Le vétérinaire de l’équipe rencontré convainc son client éleveur de la nécessité d’une démarche diagnostique plus élaborée et donc de la nécessité pour lui d’aller examiner l’animal sur place.
Il se rend dans l’élevage quelques jours plus tard, soit le 14 mai. Les résultats de l’examen coproscopique, alors connus, ne permettaient pas de conclure à une origine parasitaire de la diarrhée. Le praticien constate l’existence d’une diarrhée sous forme d’émissions violentes et douloureuses.
Il établit, compte tenu de l’évolution clinique, compte tenu des traitements anthelminthiques stratégiques (prophylactiques) antérieurement réalisés et du résultat de l’examen parasitologique, un pronostic d’ores-et-déjà très sombre.
Parmi les nombreuses hypothèses étiologiques passées en revue et, pour la plupart, éliminées dans le contexte (seul animal malade au sein d’un groupe, absence d’antécédents infectieux dans l’élevage, vaccinations effectuées, examen de l’environnement pour recherche de causes toxiques sans résultat), il privilégie néanmoins celle de l’entérite paratuberculeuse (mycobactériose, maladie de Johne) et réalise un prélèvement rectal pour bactériologie ainsi qu’un prélèvement sanguin pour sérologie.
Les deux examens, dont les résultats sont reçus le 25 mai, se révèlent négatifs. Un traitement de type symptomatique est proposé sur insistance de l’éleveur et la situation clinique se dégrade dans les 48 heures, conduisant à l’euthanasie de la vache.
Une crise relationnelle s’installe dans le même temps entre l’éleveur et son vétérinaire.
Une autopsie met en évidence un aspect encéphaloïde de l’intestin grêle habituellement décrit dans la maladie de Johne mais une recherche PCR à partir du ganglion mésentérique revient négative quelques jours plus tard pour cette mycobactériose.

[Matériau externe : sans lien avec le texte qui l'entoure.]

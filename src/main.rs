mod app;
mod catalog;
mod config;
mod db;
mod error;
mod extract;
mod fields;
mod offers;
mod state;
mod users;

use tracing_subscriber::EnvFilter;

const DEFAULT_LOG_FILTER: &str = "jobboard=debug,axum=info,tower_http=info";

/// Human-readable logs by default, one JSON object per line with `LOG_FORMAT=json`.
fn init_tracing() {
    let filter =
        EnvFilter::try_from_default_env().unwrap_or_else(|_| EnvFilter::new(DEFAULT_LOG_FILTER));
    let subscriber = tracing_subscriber::fmt().with_env_filter(filter);

    match std::env::var("LOG_FORMAT").as_deref() {
        Ok("json") => subscriber.with_target(false).json().init(),
        _ => subscriber.init(),
    }
}

#[tokio::main]
async fn main() -> anyhow::Result<()> {
    dotenvy::dotenv().ok();
    init_tracing();

    let state = state::AppState::init().await?;
    let config = state.config.clone();
    app::serve(app::build_app(state), &config).await
}
use axum::{
    async_trait,
    body::Bytes,
    extract::{FromRequest, FromRequestParts, Path, Request},
    http::request::Parts,
};
use serde::de::DeserializeOwned;
use tracing::debug;

use crate::error::ApiError;

pub const INVALID_JSON: &str = "Invalid JSON body";

/// JSON body that does not insist on a `Content-Type` header. Anything that
/// fails to parse into `T` is a 400 with the usual `{error}` body.
pub struct JsonBody<T>(pub T);

#[async_trait]
impl<S, T> FromRequest<S> for JsonBody<T>
where
    S: Send + Sync,
    T: DeserializeOwned,
{
    type Rejection = ApiError;

    async fn from_request(req: Request, state: &S) -> Result<Self, Self::Rejection> {
        let bytes = Bytes::from_request(req, state)
            .await
            .map_err(|_| ApiError::bad_request(INVALID_JSON))?;
        let value = serde_json::from_slice::<T>(&bytes).map_err(|e| {
            debug!(error = %e, "rejecting request body");
            ApiError::bad_request(INVALID_JSON)
        })?;
        Ok(JsonBody(value))
    }
}

/// Numeric `:id` path segment.
#[derive(Debug)]
pub struct IdPath(pub i64);

#[async_trait]
impl<S> FromRequestParts<S> for IdPath
where
    S: Send + Sync,
{
    type Rejection = ApiError;

    async fn from_request_parts(parts: &mut Parts, state: &S) -> Result<Self, Self::Rejection> {
        let Path(id) = Path::<i64>::from_request_parts(parts, state)
            .await
            .map_err(|_| ApiError::bad_request("Invalid id"))?;
        Ok(IdPath(id))
    }
}

/// Required text field: present and not blank.
pub fn required(value: Option<String>) -> Option<String> {
    value.filter(|v| !v.trim().is_empty())
}
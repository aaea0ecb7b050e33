use serde::{Deserialize, Serialize};
use serde_json::Value;

/// Request body for account creation. Fields stay raw JSON until
/// `services::new_user_from_request` coerces them.
#[derive(Debug, Default, Deserialize)]
pub struct CreateUserRequest {
    pub name: Option<Value>,
    pub email: Option<Value>,
    pub password: Option<Value>,
    pub role: Option<Value>,
    pub photo_path: Option<Value>,
    pub address: Option<Value>,
    pub phone_number: Option<Value>,
    pub cv: Option<Value>,
}

/// Request body for authentication.
#[derive(Debug, Deserialize)]
pub struct AuthenticateRequest {
    pub email: Option<Value>,
    pub password: Option<Value>,
}

#[derive(Debug, Serialize)]
pub struct CreatedResponse {
    pub id: i64,
}

/// `{"authenticated": true, "id": n}` on success, `{"authenticated": -1}` otherwise.
#[derive(Debug, Serialize, PartialEq, Eq)]
#[serde(untagged)]
pub enum AuthenticateResponse {
    Accepted { authenticated: bool, id: i64 },
    Rejected { authenticated: i8 },
}

impl AuthenticateResponse {
    pub fn accepted(id: i64) -> Self {
        Self::Accepted {
            authenticated: true,
            id,
        }
    }

    pub fn rejected() -> Self {
        Self::Rejected { authenticated: -1 }
    }
}

#[cfg(test)]
mod tests {
    use super::*;
    use serde_json::json;

    #[test]
    fn authenticate_response_shapes() {
        assert_eq!(
            serde_json::to_value(AuthenticateResponse::accepted(7)).unwrap(),
            json!({ "authenticated": true, "id": 7 })
        );
        assert_eq!(
            serde_json::to_value(AuthenticateResponse::rejected()).unwrap(),
            json!({ "authenticated": -1 })
        );
    }
}
use crate::state::AppState;
use axum::Router;

mod dto;
pub mod handlers;
pub mod repo;
mod repo_types;
pub mod services;

pub fn router() -> Router<AppState> {
    handlers::user_routes()
}
use anyhow::Context;
use sqlx::{QueryBuilder, Sqlite, SqlitePool};

use crate::offers::repo_types::{
    contains_pattern, ColumnValue, NewOffer, Offer, OfferChanges, OfferFilter,
};

const SELECT_OFFER: &str = r#"
    SELECT id, employee, employer, tags, address, additional_info, price, timetable, title, category
    FROM OFFERS
"#;

impl Offer {
    /// Insert an offer and return the generated id.
    pub async fn create(db: &SqlitePool, new: &NewOffer) -> anyhow::Result<i64> {
        let result = sqlx::query(
            r#"
            INSERT INTO OFFERS (employee, employer, tags, address, additional_info,
                                price, timetable, title, category)
            VALUES (?, ?, ?, ?, ?, ?, ?, ?, ?)
            "#,
        )
        .bind(&new.employee)
        .bind(&new.employer)
        .bind(&new.tags)
        .bind(&new.address)
        .bind(&new.additional_info)
        .bind(new.price)
        .bind(&new.timetable)
        .bind(&new.title)
        .bind(&new.category)
        .execute(db)
        .await
        .context("insert offer")?;
        Ok(result.last_insert_rowid())
    }

    pub async fn find_by_id(db: &SqlitePool, id: i64) -> anyhow::Result<Option<Offer>> {
        let offer = sqlx::query_as::<_, Offer>(&format!("{SELECT_OFFER} WHERE id = ?"))
            .bind(id)
            .fetch_optional(db)
            .await
            .context("select offer by id")?;
        Ok(offer)
    }

    pub async fn exists(db: &SqlitePool, id: i64) -> anyhow::Result<bool> {
        let found = sqlx::query_scalar::<_, i64>("SELECT id FROM OFFERS WHERE id = ?")
            .bind(id)
            .fetch_optional(db)
            .await
            .context("check offer exists")?;
        Ok(found.is_some())
    }

    /// Apply validated changes. Only allow-listed identifiers reach the SQL text;
    /// every value is a bound parameter.
    pub async fn update(db: &SqlitePool, id: i64, changes: &OfferChanges) -> anyhow::Result<u64> {
        let mut qb: QueryBuilder<'_, Sqlite> = QueryBuilder::new("UPDATE OFFERS SET ");
        let mut set = qb.separated(", ");
        for (column, value) in changes.assignments() {
            set.push(column.as_sql());
            set.push_unseparated(" = ");
            match value {
                ColumnValue::Text(v) => set.push_bind_unseparated(v.clone()),
                ColumnValue::Number(v) => set.push_bind_unseparated(*v),
            };
        }
        qb.push(" WHERE id = ").push_bind(id);

        let result = qb
            .build()
            .execute(db)
            .await
            .context("update offer")?;
        Ok(result.rows_affected())
    }

    /// Delete by id. Returns how many rows went away (0 or 1).
    pub async fn delete(db: &SqlitePool, id: i64) -> anyhow::Result<u64> {
        let result = sqlx::query("DELETE FROM OFFERS WHERE id = ?")
            .bind(id)
            .execute(db)
            .await
            .context("delete offer")?;
        Ok(result.rows_affected())
    }

    /// Offers matching every supplied filter, ordered by id.
    pub async fn list(db: &SqlitePool, filter: &OfferFilter) -> anyhow::Result<Vec<Offer>> {
        let mut qb: QueryBuilder<'_, Sqlite> = QueryBuilder::new(SELECT_OFFER);
        qb.push(" WHERE 1 = 1");

        let like_filters = [
            ("tags", &filter.tags),
            ("category", &filter.category),
            ("title", &filter.title),
            ("address", &filter.address),
        ];
        for (column, value) in like_filters {
            if let Some(v) = value {
                qb.push(format!(" AND {column} LIKE "))
                    .push_bind(contains_pattern(v))
                    .push(" ESCAPE '\\'");
            }
        }
        if let Some(min) = filter.price_min {
            qb.push(" AND price >= ").push_bind(min);
        }
        let exact_filters = [("employer", &filter.employer), ("employee", &filter.employee)];
        for (column, value) in exact_filters {
            if let Some(v) = value {
                qb.push(format!(" AND {column} = ")).push_bind(v.clone());
            }
        }
        qb.push(" ORDER BY id");

        let offers = qb
            .build_query_as::<Offer>()
            .fetch_all(db)
            .await
            .context("list offers")?;
        Ok(offers)
    }
}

L’hypothèse causale d’entérite paratuberculeuse, sans pouvoir être catégoriquement exclue, est devenue beaucoup moins probable, sans que la cause de cette entérite n’ait pu être établie pour autant.
Cette difficulté rencontrée dans la démarche diagnostique, jointe à la croyance erronée de l’éleveur en une cause parasitaire - pourtant scientifiquement exclue, notamment par l’autopsie -, et à l’espoir longtemps inaltéré du praticien dans une confirmation paraclinique du diagnostic d’entérite mycobactérienne (maladie de Johne), a gravement et définitivement altéré la relation entre l’éleveur et son vétérinaire.
Le suivi sanitaire permanent de l’élevage - qui comprend la dispensation régulière de soins, d’actes de médecine ou de chirurgie, la réalisation d’un bilan sanitaire d’élevage, l’établissement et la mise en œuvre d’un protocole de soins et la réalisation de visites régulières de suivi - doit être idéalement conduit de façon exclusive par un vétérinaire ou un groupe de vétérinaires préférentiellement choisi sur la base de la confiance.
Ce suivi sanitaire permanent de l’élevage est pratiqué de façon optimale dans le cadre d’une médecine vétérinaire partenariale. La démarche du diagnostic doit toujours être commentée, expliquée et discutée dans le cadre d’un consentement éclairé.
Ce suivi permanent est indissociable d’une médecine vétérinaire fondée sur les faits et la science.
La mise en place d’un tel contrat doit être refusée ou résiliée par le vétérinaire quand l’éleveur ne se montre ni confiant à son égard ni respectueux des règles du code de la santé publique.